By Rabbi Gideon Weitzman
Former Rosh Kollel in Kansas City (1998-2000)
Currently head of the English Speaking Section of the Puah Institute
The Sotah and the Nazir
This week’s Parshah contains two apparently unconnected episodes; that of the Sotah and the laws of the Nazir.
The Sotah is the adulterous woman who undergoes a degrading ceremony to ascertain whether she is telling the truth or has in fact been unfaithful to her husband. While this appears to be one-sided and misogynic it should be noted that the Talmud states that if the man was unfaithful the ceremony was ineffective. In addition if the man was over jealous and he suspected his wife of misconduct even when his fears were unwarranted then she did not undergo the test. In essence it can be stated that the Sotah trial was an attempt to overcome the problem of adultery and jealousy that may destroy the sanctity of the family unit.
The Nazir was a person who decided that he or she would no longer consume wine or anything that came from grapes. In addition they would not become impure by coming into contact with a corpse.
Even though these seem to be unrelated the Rabbis saw significance of the proximity of the Sotah and the Nazir in the text. “Why is the Nazir next to the Sotah? To teach that anyone who sees the Sotah in her degradation should remove themselves from wine that brings to adultery” (Rashi, Bamdibar 6:2).
The Journey to Nationhood
The two extremes of society, that of the Sotah and the Nazir, are related to the theme of the entire Book of Bamidbar. The Book of Bamidbar starts at Har Sinai and concludes at the banks of the River Yarden which is the final station before the Jewish people enter the Land of Israel.
In other words, the book takes us from the instruction to the application. On Sinai we heard the word and the potential, the command to be a “kingdom of priests and a holy nation” (Shemot 19:6). But it was only when we entered Israel that we were able to actualize this order and promise. And so the Book of Bamidbar is a description of the journey to nationhood, a journey during which the events and commandments were directed to shape the nation that would be born.
The book opens with the distinct way that the people and the Tribe of Levi were counted related to their specific tasks within the Jewish people. The Levi’im were to act as the spiritual leaders while the rest of the people were to fight and work the Land. In order to prosper the nation needs the way to fight as well as the reason to fight. The nation needs the practical skills of the people as well as the spiritual guidance of the priests.
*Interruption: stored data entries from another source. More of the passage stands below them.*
//! CLI mode implementation
//!
//! Provides the command-line interface for the catalog tools

use clap::{Args, Parser, Subcommand};
use schemars::JsonSchema;
use serde::{Deserialize, Serialize};
use std::path::PathBuf;

/// partsearch CLI
#[derive(Parser, Debug)]
#[command(name = "partsearch")]
#[command(about = "Auto-parts catalog search and filtering", long_about = None)]
#[command(version)]
pub struct Cli {
    #[command(subcommand)]
    pub command: Commands,

    /// Enable verbose logging
    #[arg(short, long, global = true)]
    pub verbose: bool,

    /// Suppress non-error output (no short flag to avoid conflicts)
    #[arg(long, global = true)]
    pub quiet: bool,

    /// Print JSON instead of markdown
    #[arg(long, global = true)]
    pub json: bool,

    /// Storefront config file
    #[arg(long, global = true, env = "PARTSEARCH_CONFIG")]
    pub config: Option<PathBuf>,

    /// Catalog seed file, overriding the config
    #[arg(long, global = true, env = "PARTSEARCH_CATALOG")]
    pub catalog: Option<PathBuf>,
}

#[derive(Subcommand, Debug)]
pub enum Commands {
    /// Fuzzy search across the whole catalog
    Search(SearchArgs),
    /// List a category with search, facet filters and sorting
    List(ListArgs),
    /// Show one product with its related products
    Show(ShowArgs),
    /// List distinct brand labels
    Brands,
    /// List subcategories with their display titles
    Subcategories,
    /// Search-as-you-type suggestions
    Suggest(SuggestArgs),
    /// Show or clear recent searches
    Recent(RecentArgs),
    /// Print the JSON Schema of catalog seed files
    Schema,
}

/// Commands that run against a loaded catalog
#[derive(Debug)]
pub enum CatalogCommand {
    Search(SearchArgs),
    List(ListArgs),
    Show(ShowArgs),
    Brands,
    Subcategories,
    Suggest(SuggestArgs),
}

/// Commands that never touch the catalog
#[derive(Debug)]
pub enum LocalCommand {
    Recent(RecentArgs),
    Schema,
}

#[derive(Debug)]
pub enum Dispatch {
    Catalog(CatalogCommand),
    Local(LocalCommand),
}

impl Commands {
    /// Route a command by whether it needs the catalog loaded
    pub fn dispatch(self) -> Dispatch {
        match self {
            Commands::Search(args) => Dispatch::Catalog(CatalogCommand::Search(args)),
            Commands::List(args) => Dispatch::Catalog(CatalogCommand::List(args)),
            Commands::Show(args) => Dispatch::Catalog(CatalogCommand::Show(args)),
            Commands::Brands => Dispatch::Catalog(CatalogCommand::Brands),
            Commands::Subcategories => Dispatch::Catalog(CatalogCommand::Subcategories),
            Commands::Suggest(args) => Dispatch::Catalog(CatalogCommand::Suggest(args)),
            Commands::Recent(args) => Dispatch::Local(LocalCommand::Recent(args)),
            Commands::Schema => Dispatch::Local(LocalCommand::Schema),
        }
    }
}

/// Search tool arguments
#[derive(Parser, JsonSchema, Deserialize, Serialize, Clone, Debug)]
pub struct SearchArgs {
    /// Search terms (case-insensitive, typo tolerant)
    #[schemars(description = "Search terms (case-insensitive, typo tolerant)")]
    pub query: String,

    /// Number of "load more" steps past the first page
    #[arg(short = 'p', long, default_value_t = 0)]
    #[serde(default)]
    pub page: usize,

    /// Do not record this query in recent searches
    #[arg(long)]
    #[serde(default)]
    pub no_history: bool,
}

/// Listing arguments; mirrors the storefront listing URL parameters
#[derive(Parser, JsonSchema, Deserialize, Serialize, Clone, Debug, Default)]
pub struct ListArgs {
    /// Category scope (new, ex-japan); whole catalog when absent
    #[arg(short = 'c', long)]
    pub category: Option<String>,

    /// Free-text search within the category
    #[arg(short = 'q', long)]
    pub query: Option<String>,

    /// Subcategory (engine, brake-steering, suspension-body, electrical-light)
    #[arg(short = 's', long)]
    pub subcategory: Option<String>,

    /// Exact brand label
    #[arg(short = 'b', long)]
    pub brand: Option<String>,

    /// Sort order (featured, price-low, price-high)
    #[arg(long)]
    pub sort: Option<String>,

    /// Raw URL query string, e.g. "q=brake&sort=price-low"; flags win over it
    #[arg(long, conflicts_with = "query")]
    pub query_string: Option<String>,

    /// Number of "load more" steps past the first page
    #[arg(short = 'p', long, default_value_t = 0)]
    #[serde(default)]
    pub page: usize,
}

#[derive(Parser, JsonSchema, Deserialize, Serialize, Clone, Debug)]
pub struct ShowArgs {
    /// Product id, e.g. np-001
    pub id: String,
}

#[derive(Parser, JsonSchema, Deserialize, Serialize, Clone, Debug)]
pub struct SuggestArgs {
    /// Partial query; quick picks are shown when blank
    #[arg(default_value = "")]
    pub query: String,
}

#[derive(Args, Debug)]
pub struct RecentArgs {
    /// Forget all recent searches
    #[arg(long)]
    pub clear: bool,
}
This division created some friction as we see in the episode of Korach and his cry “all the people are holy” (Bamidbar 16:3), and Aharon’s fear that his tribe was missing out on dedicating the Temple (see Rashi on Bamidbar 8:2), but it is essential in forming a complete nation that will be able to serve God and spread His word to the entire world.
The People on the Periphery
When building a nation we have to relate to society’s misfits; do we reject them or find them a place? Are they to be incarcerated or incorporated?
That is the question of the Sotah and the Nazir who are on the periphery of society. The Sotah represents the departure from the spiritual path and the descent into a life lacking in Divine morals. The Nazir has a severe aversion to her actions and chooses the exact opposite path, an ascetic existence that separates the Nazir from the rest of society.
There is ambivalence regarding the Nazir’s actions with Talmudic voices claiming that he is holy while others point to the obligation to bring a sin-offering at the conclusion of the period of being a Nazir as a proof that the Torah does not want us to choose this path.
The Sotah is not religious enough while the Nazir is the religious fanatic and is too “frum”. This week’s Parshah places them next to each other to impress upon us the importance of finding place in our society for the unusual and the atypical people. In the same way that the nation needs soldiers and priests and each must recognize the importance of the other, so does a healthy society know how to find a place for the misfits. When a society is strong and healthy it can find place for those who are off the beaten path, be it above or below the straight line dictated by society’s norms.
When we find a place for all types of personalities then we will become a holy nation.